**Description of the task**
Check every line of the data below for the word "FixedTaker", then give only the number of lines that have it.

Collected data:
#####

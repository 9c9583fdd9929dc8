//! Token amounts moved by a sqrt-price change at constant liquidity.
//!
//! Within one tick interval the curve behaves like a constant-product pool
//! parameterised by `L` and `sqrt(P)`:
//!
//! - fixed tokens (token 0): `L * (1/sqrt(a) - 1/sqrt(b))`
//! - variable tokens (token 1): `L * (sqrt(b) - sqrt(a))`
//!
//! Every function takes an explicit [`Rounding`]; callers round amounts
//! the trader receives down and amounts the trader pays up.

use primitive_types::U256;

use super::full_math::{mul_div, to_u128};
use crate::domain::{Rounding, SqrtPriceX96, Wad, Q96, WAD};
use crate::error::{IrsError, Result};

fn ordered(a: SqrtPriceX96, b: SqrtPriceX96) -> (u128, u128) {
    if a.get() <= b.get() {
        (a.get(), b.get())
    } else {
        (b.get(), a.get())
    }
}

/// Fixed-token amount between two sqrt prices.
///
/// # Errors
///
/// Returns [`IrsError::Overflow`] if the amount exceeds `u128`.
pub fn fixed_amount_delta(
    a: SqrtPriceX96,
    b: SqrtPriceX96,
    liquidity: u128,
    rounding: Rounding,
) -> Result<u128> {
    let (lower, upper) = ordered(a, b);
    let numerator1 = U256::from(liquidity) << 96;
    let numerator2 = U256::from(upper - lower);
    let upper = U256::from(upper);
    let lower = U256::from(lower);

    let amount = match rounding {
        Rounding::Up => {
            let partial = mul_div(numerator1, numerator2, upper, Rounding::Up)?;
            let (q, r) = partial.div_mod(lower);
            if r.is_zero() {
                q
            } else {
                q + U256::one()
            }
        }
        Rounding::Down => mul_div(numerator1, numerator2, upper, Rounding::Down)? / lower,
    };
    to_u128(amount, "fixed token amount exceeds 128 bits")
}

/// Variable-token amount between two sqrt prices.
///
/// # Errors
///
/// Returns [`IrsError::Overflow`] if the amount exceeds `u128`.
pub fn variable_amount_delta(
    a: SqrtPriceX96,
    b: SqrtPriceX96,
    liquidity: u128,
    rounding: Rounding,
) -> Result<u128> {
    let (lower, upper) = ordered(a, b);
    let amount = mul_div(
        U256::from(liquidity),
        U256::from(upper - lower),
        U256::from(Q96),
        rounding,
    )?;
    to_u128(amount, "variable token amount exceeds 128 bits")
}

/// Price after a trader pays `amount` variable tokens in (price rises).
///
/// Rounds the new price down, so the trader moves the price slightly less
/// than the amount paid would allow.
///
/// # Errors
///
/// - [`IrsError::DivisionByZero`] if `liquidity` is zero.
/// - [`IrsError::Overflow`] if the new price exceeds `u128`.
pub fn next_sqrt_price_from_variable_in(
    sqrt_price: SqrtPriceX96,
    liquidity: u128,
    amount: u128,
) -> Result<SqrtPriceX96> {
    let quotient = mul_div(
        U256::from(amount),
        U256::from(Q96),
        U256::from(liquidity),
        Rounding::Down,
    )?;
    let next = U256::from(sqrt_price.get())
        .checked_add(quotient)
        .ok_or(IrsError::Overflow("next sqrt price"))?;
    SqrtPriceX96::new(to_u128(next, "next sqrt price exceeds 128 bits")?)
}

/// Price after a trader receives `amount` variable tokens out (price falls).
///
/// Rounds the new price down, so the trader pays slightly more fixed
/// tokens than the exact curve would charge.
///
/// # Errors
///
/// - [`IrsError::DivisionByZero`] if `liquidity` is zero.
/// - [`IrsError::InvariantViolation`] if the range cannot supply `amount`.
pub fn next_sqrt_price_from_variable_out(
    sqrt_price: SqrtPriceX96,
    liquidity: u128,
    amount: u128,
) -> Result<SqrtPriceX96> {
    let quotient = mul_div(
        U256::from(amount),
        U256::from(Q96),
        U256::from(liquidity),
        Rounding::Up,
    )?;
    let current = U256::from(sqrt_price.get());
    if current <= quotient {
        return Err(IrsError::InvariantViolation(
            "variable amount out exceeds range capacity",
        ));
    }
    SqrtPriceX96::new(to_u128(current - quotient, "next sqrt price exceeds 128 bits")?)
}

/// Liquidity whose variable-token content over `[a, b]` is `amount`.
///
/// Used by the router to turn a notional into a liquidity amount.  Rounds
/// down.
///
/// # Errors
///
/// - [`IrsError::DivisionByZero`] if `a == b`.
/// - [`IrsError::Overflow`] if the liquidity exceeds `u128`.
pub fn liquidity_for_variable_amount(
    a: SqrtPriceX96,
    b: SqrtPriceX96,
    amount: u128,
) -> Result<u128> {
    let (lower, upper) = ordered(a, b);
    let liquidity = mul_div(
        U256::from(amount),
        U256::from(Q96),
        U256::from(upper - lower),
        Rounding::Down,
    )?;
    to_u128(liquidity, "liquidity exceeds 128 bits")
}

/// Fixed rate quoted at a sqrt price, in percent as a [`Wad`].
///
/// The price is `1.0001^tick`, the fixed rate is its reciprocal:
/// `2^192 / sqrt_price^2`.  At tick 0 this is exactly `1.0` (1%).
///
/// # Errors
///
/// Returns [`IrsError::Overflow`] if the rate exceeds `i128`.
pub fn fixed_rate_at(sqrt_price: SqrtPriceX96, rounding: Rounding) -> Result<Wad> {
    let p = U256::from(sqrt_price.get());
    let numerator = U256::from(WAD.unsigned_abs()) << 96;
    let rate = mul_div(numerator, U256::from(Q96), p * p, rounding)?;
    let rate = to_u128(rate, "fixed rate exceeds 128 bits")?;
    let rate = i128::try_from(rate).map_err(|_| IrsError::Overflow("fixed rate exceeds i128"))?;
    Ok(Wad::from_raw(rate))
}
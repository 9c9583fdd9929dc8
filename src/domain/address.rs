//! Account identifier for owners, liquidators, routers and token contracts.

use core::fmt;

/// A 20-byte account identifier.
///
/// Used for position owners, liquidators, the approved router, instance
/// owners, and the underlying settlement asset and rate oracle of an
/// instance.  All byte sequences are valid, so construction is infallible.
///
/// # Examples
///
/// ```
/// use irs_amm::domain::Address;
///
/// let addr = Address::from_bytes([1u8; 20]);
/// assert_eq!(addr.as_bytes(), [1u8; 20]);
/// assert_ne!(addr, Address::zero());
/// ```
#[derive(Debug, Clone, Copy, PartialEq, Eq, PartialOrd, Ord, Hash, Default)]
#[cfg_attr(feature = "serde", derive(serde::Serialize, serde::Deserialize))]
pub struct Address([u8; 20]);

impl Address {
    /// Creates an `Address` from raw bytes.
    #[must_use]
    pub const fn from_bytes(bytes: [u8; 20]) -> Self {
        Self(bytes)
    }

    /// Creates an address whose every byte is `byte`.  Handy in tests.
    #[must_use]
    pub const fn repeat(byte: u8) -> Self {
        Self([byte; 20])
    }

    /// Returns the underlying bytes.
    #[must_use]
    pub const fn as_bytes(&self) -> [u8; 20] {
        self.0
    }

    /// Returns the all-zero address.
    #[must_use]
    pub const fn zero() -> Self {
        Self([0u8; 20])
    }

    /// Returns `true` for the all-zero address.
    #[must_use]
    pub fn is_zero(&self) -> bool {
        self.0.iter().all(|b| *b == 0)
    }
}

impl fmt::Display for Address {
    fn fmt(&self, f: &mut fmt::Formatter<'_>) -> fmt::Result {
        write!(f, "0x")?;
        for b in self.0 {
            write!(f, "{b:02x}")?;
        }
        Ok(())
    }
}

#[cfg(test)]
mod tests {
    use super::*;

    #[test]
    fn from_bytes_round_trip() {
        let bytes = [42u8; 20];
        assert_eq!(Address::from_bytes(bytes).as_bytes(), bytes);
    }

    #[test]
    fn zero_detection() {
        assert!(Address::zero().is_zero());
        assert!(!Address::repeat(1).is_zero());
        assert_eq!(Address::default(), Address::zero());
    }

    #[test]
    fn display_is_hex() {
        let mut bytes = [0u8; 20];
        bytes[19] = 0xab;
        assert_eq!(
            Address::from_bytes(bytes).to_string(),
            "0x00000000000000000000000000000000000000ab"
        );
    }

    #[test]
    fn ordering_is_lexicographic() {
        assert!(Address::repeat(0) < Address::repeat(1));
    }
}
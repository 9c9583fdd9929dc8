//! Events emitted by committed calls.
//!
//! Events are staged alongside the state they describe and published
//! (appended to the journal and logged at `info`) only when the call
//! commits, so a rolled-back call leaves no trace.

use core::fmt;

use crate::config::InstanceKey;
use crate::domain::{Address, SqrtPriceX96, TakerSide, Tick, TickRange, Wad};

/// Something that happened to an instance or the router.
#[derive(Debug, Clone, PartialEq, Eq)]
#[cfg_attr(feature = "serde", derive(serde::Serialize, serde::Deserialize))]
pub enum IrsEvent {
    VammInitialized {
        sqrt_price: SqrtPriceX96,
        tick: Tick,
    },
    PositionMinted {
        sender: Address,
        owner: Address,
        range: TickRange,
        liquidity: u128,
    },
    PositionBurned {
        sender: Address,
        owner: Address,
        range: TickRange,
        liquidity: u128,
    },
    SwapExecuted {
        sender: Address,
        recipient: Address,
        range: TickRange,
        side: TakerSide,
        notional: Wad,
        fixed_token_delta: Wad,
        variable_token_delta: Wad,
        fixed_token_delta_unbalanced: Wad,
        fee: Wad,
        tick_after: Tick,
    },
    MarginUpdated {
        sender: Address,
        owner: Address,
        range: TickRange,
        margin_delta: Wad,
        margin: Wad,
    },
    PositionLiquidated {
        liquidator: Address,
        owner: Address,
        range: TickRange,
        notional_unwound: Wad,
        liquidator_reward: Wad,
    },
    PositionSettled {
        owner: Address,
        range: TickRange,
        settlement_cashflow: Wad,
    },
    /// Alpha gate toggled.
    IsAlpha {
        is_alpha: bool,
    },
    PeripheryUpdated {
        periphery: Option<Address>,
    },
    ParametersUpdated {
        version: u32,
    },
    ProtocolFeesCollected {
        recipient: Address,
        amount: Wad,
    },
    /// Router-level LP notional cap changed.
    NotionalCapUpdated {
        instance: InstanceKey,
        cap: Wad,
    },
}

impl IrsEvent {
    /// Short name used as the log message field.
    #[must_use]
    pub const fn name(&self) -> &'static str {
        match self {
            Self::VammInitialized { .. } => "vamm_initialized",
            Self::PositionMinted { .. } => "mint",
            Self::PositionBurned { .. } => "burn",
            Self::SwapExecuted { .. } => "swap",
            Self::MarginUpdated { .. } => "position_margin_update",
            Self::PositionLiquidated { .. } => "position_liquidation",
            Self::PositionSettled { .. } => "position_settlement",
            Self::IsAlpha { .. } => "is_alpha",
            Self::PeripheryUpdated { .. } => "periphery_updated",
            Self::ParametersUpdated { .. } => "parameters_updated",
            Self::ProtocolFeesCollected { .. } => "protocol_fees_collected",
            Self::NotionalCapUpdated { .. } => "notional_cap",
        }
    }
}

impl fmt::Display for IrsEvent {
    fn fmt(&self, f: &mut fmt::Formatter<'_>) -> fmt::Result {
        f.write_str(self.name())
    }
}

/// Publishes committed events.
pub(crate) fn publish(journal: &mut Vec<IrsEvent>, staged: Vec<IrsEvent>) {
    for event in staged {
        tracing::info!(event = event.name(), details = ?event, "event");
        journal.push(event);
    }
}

#####

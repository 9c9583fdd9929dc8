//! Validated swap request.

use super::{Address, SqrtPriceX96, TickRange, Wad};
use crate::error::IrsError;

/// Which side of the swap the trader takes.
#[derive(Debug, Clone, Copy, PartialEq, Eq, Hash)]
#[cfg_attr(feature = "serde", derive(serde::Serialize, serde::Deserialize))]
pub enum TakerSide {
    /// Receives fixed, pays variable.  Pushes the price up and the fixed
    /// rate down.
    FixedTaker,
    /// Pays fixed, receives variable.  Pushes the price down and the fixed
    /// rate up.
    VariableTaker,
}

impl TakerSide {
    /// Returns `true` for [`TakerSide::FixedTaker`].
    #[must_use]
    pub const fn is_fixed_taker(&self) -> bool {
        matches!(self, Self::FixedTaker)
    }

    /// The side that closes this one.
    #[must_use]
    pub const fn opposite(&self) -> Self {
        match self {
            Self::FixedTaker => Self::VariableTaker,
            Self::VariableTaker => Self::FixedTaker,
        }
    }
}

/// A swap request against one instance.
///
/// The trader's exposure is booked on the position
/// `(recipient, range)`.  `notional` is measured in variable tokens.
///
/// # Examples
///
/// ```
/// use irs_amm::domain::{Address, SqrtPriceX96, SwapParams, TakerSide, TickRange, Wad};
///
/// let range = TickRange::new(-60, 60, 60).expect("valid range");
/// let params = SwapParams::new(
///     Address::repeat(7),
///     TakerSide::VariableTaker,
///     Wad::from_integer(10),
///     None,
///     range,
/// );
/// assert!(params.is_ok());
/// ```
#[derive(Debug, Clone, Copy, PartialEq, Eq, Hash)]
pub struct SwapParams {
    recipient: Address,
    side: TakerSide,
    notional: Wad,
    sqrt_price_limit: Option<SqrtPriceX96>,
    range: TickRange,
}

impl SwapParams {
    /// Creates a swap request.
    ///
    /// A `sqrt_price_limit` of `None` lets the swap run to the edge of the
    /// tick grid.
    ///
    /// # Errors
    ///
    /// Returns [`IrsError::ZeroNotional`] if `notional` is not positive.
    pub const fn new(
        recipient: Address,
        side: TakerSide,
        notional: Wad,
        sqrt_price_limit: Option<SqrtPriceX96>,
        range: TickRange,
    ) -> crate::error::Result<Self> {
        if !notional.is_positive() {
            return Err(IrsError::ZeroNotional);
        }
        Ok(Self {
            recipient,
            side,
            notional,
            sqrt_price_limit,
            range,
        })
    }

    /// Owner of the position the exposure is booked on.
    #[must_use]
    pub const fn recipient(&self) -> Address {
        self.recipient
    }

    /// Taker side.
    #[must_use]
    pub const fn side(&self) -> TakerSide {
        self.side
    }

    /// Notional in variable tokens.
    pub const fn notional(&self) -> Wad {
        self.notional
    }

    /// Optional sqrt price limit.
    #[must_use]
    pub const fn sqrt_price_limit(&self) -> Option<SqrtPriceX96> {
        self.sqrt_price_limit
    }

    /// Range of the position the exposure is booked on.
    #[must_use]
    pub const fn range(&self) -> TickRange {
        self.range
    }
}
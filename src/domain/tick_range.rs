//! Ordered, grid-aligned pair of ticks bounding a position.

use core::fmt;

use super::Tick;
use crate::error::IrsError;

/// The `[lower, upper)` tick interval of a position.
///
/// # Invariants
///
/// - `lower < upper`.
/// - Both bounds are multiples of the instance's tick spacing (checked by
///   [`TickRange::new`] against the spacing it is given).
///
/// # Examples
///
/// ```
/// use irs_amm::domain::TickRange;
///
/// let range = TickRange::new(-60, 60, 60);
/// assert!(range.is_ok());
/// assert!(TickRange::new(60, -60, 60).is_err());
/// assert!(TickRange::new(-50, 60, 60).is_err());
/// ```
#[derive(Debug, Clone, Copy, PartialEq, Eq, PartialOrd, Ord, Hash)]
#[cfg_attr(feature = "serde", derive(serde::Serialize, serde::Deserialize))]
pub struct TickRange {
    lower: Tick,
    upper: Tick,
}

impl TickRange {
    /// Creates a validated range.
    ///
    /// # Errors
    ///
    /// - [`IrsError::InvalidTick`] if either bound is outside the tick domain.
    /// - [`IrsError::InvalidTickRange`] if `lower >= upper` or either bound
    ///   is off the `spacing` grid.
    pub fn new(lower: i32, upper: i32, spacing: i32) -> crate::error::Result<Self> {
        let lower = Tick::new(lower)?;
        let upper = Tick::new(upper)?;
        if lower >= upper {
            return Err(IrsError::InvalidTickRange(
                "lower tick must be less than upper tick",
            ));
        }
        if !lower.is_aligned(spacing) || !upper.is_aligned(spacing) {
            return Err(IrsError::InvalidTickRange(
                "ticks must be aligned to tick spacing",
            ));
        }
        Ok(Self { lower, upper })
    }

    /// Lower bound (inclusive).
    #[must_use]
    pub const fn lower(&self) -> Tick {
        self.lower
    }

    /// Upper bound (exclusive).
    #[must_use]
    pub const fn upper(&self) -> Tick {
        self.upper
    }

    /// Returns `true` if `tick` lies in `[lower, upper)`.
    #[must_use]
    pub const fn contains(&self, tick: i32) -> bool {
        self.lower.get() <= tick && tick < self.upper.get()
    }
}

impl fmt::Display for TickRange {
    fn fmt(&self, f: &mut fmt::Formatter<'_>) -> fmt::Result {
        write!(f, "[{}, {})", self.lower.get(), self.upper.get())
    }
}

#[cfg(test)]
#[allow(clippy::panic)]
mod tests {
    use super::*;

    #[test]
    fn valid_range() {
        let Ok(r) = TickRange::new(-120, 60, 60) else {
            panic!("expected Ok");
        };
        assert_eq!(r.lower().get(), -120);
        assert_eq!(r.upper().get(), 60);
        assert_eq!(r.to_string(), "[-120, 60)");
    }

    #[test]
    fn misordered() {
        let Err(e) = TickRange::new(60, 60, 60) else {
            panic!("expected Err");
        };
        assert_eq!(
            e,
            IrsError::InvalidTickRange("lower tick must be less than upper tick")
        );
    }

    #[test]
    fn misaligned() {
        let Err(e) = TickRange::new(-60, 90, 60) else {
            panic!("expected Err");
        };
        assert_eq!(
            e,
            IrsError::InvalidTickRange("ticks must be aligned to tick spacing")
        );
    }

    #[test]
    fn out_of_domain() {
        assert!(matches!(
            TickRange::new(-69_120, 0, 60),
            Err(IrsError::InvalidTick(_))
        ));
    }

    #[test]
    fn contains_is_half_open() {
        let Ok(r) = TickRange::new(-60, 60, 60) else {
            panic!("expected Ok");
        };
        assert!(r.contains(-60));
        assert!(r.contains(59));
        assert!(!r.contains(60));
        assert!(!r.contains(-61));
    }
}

#####

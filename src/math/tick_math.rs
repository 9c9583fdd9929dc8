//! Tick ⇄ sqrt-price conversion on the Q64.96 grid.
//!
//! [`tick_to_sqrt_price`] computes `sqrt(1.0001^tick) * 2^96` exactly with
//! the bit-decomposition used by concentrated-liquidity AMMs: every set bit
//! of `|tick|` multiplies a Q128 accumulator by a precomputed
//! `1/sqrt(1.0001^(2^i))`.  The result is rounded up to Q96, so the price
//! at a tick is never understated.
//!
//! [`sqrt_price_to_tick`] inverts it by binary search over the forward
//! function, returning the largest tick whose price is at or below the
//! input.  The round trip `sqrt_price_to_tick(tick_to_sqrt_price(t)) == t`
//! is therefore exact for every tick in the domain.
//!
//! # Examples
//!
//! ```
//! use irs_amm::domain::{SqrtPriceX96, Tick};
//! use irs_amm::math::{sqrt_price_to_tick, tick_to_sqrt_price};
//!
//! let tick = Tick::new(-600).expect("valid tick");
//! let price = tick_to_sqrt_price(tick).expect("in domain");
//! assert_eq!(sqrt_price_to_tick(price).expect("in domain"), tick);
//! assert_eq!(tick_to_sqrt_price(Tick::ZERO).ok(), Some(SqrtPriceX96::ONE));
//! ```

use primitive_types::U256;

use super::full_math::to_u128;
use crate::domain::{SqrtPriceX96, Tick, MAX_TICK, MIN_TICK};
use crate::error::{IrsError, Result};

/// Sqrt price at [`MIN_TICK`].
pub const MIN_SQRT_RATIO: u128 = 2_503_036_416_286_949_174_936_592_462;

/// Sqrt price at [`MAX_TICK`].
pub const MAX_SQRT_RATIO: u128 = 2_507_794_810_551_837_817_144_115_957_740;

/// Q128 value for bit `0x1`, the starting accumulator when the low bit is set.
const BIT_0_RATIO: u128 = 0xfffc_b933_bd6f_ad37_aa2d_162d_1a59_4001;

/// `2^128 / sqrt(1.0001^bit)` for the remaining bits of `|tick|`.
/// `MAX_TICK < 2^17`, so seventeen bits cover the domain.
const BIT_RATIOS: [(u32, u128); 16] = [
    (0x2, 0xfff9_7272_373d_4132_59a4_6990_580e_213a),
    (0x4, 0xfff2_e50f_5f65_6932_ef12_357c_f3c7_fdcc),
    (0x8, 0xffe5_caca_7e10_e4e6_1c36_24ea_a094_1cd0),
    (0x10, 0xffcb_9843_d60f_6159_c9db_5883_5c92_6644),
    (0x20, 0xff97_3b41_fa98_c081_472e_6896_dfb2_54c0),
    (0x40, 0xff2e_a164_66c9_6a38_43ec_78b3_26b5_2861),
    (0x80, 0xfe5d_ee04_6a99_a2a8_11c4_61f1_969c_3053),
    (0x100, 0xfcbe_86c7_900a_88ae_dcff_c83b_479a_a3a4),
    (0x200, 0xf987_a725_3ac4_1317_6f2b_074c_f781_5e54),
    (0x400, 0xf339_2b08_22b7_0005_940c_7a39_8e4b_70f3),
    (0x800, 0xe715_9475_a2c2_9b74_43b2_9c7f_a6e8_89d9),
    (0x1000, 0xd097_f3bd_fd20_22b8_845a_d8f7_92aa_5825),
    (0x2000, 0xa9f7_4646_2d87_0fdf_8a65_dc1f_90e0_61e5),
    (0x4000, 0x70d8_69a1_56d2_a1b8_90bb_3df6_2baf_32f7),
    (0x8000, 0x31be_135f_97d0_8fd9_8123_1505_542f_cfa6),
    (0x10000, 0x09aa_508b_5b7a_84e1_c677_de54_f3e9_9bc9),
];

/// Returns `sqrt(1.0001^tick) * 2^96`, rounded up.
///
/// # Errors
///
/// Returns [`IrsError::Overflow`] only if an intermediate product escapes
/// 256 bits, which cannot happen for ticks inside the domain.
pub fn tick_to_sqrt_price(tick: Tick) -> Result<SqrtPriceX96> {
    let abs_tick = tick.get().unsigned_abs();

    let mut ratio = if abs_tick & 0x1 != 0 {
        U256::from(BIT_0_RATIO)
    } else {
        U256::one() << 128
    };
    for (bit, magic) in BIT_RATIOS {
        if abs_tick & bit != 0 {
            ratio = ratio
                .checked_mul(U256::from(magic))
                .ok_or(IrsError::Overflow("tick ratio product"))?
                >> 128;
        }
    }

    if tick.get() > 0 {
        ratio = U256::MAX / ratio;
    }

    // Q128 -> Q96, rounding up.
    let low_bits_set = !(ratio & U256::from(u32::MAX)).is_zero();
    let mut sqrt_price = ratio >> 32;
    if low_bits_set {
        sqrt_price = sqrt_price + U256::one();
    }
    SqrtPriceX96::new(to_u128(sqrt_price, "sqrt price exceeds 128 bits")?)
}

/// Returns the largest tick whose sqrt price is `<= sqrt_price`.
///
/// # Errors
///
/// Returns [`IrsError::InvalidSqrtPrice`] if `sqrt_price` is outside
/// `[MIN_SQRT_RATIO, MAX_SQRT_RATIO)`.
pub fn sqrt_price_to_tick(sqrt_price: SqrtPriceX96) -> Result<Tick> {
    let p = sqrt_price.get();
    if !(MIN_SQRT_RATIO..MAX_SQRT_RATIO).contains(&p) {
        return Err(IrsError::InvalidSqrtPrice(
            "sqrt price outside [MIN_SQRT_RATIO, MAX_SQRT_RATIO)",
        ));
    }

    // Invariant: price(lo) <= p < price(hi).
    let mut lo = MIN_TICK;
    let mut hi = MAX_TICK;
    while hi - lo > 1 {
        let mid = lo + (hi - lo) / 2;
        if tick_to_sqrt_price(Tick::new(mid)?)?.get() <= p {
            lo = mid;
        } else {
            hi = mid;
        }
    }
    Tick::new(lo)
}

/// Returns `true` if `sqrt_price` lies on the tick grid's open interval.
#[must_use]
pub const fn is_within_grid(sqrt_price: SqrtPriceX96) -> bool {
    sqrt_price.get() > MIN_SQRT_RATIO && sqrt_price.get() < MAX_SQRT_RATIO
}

#####

**Solution for this exercise**
5